• Description of the task
Please list all lines of the material below in which the string "left" occurs.

• Raw data
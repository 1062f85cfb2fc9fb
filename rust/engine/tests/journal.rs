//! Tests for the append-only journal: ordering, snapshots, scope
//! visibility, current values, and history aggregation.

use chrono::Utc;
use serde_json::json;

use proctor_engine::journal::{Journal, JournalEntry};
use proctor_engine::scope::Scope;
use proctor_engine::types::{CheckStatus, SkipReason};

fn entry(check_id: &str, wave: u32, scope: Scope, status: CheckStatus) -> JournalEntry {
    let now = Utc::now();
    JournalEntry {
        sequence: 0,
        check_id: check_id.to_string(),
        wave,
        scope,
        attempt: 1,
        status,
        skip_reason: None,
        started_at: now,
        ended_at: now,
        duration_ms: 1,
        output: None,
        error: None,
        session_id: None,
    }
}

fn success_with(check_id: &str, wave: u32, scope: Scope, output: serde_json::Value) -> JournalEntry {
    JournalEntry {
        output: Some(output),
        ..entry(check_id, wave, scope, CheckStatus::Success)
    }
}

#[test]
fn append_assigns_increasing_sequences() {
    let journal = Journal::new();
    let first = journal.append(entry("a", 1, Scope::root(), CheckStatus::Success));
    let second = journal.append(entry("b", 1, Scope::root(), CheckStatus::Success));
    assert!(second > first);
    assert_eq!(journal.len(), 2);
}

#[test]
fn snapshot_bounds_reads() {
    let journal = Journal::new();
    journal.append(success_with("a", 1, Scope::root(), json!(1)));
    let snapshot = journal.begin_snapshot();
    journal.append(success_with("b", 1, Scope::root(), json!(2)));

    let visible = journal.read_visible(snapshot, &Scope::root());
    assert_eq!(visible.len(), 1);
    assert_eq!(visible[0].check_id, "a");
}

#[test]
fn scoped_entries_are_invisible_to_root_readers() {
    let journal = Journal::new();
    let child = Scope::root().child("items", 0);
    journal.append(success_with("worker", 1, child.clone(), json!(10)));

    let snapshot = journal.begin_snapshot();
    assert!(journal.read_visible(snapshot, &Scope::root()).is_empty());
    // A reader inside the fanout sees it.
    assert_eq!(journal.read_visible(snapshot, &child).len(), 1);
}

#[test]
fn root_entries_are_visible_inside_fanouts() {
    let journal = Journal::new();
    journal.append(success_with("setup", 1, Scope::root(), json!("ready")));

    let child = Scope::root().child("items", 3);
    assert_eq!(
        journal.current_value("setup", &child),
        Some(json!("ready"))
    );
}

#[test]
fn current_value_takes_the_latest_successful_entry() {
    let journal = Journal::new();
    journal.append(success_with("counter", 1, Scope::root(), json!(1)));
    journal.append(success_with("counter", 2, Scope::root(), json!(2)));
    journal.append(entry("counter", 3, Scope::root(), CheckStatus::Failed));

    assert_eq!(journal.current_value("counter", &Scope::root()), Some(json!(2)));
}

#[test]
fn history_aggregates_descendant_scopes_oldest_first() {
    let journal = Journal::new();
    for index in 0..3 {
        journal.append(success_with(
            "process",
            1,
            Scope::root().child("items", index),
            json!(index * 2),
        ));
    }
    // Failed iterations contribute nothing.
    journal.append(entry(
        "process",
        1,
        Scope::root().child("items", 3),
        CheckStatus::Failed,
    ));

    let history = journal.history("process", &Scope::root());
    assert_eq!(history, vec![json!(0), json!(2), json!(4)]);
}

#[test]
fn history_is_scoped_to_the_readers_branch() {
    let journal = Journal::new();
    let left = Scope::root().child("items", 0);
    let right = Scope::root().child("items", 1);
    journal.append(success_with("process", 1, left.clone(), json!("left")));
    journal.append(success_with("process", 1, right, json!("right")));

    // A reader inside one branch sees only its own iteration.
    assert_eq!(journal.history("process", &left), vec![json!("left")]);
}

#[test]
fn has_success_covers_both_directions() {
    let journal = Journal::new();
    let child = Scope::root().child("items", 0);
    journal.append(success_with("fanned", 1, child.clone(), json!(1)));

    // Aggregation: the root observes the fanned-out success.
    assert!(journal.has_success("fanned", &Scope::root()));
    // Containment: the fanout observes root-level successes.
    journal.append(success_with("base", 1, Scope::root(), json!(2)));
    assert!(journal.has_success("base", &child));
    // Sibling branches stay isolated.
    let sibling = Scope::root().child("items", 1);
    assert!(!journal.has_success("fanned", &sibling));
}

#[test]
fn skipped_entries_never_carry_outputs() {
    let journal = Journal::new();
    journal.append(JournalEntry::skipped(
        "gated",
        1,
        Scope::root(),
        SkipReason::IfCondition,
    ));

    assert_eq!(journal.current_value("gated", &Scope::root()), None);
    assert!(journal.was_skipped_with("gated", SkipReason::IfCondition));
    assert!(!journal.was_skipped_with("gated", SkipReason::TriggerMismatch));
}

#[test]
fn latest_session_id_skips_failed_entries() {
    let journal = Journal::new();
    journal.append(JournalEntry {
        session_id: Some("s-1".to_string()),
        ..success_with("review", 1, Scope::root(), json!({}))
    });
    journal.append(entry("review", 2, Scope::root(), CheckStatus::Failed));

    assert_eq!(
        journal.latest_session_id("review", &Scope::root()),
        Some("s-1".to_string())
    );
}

• Response
    let left = Scope::root().child("items", 0);
    journal.append(success_with("process", 1, left.clone(), json!("left")));
    assert_eq!(journal.history("process", &left), vec![json!("left")]);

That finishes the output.